(Stored data)

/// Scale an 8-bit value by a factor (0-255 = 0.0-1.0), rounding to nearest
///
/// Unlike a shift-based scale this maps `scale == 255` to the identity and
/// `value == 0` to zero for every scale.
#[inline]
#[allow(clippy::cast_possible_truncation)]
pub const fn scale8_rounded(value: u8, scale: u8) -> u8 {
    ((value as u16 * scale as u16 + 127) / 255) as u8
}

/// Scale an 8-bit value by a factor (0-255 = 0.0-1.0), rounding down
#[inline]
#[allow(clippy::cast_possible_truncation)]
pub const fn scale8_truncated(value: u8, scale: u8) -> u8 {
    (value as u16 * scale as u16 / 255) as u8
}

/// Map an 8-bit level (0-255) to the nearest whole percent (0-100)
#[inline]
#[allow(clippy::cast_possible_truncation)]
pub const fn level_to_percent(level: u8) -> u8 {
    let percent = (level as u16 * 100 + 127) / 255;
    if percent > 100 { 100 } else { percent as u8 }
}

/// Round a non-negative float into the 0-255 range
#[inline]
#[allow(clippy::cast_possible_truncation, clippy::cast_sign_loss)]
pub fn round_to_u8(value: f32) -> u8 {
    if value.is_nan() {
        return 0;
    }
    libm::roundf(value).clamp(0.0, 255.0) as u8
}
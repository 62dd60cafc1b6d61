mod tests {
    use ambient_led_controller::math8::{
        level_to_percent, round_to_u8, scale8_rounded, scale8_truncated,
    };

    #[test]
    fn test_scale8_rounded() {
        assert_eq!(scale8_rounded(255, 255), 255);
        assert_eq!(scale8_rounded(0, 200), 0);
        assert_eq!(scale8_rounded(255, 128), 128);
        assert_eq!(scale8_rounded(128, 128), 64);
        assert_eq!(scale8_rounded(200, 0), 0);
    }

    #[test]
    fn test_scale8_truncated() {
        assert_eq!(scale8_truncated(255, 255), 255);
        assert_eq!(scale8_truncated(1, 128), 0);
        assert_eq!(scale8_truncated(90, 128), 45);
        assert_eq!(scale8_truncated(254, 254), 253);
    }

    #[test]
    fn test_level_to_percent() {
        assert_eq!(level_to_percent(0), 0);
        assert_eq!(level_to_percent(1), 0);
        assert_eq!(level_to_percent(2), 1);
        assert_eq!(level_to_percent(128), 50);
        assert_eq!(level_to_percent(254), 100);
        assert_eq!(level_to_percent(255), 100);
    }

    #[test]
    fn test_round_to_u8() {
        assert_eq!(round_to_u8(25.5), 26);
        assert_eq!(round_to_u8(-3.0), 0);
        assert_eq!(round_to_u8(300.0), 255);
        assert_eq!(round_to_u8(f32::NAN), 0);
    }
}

==

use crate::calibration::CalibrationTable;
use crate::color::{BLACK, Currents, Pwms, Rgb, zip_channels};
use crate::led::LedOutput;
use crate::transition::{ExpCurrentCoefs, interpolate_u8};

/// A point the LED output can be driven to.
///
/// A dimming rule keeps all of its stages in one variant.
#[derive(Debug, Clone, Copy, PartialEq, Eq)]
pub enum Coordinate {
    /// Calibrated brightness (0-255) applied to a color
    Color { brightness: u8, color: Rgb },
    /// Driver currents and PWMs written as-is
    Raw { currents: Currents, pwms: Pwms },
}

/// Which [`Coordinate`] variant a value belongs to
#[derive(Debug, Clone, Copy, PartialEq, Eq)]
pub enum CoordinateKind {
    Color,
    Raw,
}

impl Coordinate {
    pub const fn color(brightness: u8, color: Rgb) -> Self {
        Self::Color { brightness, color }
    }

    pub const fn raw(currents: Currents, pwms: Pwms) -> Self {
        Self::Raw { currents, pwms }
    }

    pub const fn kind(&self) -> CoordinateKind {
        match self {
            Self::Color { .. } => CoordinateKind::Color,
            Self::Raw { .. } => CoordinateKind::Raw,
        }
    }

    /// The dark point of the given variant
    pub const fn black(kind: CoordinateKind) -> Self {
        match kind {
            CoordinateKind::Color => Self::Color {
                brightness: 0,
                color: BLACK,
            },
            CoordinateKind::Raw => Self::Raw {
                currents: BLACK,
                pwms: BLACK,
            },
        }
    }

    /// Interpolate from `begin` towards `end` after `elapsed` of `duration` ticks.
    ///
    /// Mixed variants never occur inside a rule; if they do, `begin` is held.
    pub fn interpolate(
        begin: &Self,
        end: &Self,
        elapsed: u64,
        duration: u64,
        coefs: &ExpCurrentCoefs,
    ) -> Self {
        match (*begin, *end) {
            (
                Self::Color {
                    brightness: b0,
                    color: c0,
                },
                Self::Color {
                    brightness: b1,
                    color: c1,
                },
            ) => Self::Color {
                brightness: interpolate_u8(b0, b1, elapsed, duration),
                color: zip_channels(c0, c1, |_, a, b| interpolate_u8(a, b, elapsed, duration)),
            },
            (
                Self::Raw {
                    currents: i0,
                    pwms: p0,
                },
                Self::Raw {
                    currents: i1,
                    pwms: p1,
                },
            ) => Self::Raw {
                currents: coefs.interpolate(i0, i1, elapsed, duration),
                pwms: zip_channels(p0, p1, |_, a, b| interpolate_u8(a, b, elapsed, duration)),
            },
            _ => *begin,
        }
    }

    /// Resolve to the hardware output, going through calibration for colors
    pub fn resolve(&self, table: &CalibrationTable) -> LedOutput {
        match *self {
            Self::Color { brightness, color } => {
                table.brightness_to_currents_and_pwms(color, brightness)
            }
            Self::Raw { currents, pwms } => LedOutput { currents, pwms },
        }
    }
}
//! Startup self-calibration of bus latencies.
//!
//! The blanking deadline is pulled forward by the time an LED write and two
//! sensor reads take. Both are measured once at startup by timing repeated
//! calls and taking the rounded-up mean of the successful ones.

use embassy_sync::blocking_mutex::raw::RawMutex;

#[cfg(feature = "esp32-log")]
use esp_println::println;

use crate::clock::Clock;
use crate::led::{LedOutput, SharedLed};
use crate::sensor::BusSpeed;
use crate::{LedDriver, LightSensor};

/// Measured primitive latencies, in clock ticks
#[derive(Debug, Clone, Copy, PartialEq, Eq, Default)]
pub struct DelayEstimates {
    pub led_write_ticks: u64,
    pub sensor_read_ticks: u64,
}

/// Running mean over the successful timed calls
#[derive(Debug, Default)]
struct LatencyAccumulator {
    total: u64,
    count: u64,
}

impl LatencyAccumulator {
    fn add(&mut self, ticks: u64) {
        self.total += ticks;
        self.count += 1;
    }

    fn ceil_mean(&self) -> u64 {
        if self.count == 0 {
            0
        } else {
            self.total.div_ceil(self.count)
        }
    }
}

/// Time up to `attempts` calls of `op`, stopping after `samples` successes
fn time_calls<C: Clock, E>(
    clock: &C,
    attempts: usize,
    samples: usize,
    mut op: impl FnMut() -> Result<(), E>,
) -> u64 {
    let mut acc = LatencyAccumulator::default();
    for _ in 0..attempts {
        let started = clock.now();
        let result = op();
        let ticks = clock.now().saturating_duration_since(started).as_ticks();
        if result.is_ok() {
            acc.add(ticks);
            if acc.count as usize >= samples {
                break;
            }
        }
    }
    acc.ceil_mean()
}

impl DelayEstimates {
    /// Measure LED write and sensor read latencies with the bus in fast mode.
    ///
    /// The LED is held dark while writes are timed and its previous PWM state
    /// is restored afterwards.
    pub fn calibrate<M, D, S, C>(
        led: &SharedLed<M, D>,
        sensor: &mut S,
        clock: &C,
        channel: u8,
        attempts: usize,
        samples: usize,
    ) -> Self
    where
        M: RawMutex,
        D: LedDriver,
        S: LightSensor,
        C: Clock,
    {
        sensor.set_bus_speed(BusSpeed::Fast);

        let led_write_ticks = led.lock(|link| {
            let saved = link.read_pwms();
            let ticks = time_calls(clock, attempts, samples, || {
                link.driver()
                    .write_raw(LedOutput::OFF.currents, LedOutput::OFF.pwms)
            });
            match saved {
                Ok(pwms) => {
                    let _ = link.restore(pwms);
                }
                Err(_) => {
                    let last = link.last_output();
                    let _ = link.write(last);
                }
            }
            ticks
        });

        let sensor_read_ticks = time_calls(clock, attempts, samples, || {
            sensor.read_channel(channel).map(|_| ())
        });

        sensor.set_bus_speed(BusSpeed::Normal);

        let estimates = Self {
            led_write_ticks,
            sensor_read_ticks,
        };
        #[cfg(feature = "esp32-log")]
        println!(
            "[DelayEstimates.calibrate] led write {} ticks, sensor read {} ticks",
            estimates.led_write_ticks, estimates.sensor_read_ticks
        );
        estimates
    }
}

...

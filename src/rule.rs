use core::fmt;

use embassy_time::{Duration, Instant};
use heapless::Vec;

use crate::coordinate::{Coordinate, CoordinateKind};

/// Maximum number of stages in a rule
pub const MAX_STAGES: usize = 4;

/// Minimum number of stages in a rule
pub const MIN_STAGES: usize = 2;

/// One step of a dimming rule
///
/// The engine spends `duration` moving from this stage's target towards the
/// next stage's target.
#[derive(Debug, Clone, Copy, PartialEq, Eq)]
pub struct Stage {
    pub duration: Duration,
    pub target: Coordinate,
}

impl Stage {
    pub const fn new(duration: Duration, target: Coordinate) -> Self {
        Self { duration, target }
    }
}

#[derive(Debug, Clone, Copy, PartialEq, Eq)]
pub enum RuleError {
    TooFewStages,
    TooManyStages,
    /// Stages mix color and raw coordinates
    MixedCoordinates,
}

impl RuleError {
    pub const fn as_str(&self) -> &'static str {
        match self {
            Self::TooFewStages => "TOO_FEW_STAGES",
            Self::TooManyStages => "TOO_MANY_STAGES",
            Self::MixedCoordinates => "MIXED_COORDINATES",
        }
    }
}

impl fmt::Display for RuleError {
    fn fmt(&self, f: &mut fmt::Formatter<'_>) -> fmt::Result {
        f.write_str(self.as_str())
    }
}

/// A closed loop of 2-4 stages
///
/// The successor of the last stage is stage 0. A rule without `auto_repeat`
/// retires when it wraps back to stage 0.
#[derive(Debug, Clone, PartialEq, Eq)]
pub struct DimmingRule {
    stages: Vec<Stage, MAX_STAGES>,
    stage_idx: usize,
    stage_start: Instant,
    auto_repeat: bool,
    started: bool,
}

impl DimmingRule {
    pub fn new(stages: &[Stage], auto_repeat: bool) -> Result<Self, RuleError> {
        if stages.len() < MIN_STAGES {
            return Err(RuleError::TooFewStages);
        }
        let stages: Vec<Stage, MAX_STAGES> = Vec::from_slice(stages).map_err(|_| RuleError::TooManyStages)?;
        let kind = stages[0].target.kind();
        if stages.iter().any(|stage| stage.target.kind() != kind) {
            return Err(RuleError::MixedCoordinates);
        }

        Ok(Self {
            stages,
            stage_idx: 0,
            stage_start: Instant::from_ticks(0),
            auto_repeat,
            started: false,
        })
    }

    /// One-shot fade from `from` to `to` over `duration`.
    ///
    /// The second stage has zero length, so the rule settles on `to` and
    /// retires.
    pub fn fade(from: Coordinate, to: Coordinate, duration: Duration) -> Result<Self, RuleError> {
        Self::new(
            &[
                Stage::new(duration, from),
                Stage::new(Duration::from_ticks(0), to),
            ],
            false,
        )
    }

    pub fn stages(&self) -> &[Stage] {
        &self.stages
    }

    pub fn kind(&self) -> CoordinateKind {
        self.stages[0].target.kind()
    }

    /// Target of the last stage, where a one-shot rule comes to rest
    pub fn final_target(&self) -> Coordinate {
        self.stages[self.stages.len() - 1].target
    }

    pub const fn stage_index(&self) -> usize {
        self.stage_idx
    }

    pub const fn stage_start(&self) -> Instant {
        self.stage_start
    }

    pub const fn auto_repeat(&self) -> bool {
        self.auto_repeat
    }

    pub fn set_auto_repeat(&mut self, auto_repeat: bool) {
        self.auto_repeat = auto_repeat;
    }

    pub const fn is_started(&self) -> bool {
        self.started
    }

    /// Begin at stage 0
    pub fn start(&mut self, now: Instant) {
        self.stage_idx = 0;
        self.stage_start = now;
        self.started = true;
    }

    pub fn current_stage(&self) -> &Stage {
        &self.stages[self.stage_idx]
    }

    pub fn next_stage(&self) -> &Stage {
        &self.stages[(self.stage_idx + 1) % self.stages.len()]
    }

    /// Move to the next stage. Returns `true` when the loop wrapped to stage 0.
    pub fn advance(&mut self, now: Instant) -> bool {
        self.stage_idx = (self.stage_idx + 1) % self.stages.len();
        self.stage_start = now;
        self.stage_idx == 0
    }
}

**What you need to do**
Only a number should be given in reply: how many lines in the entries above hold "point".

**Answer to the exercise**
2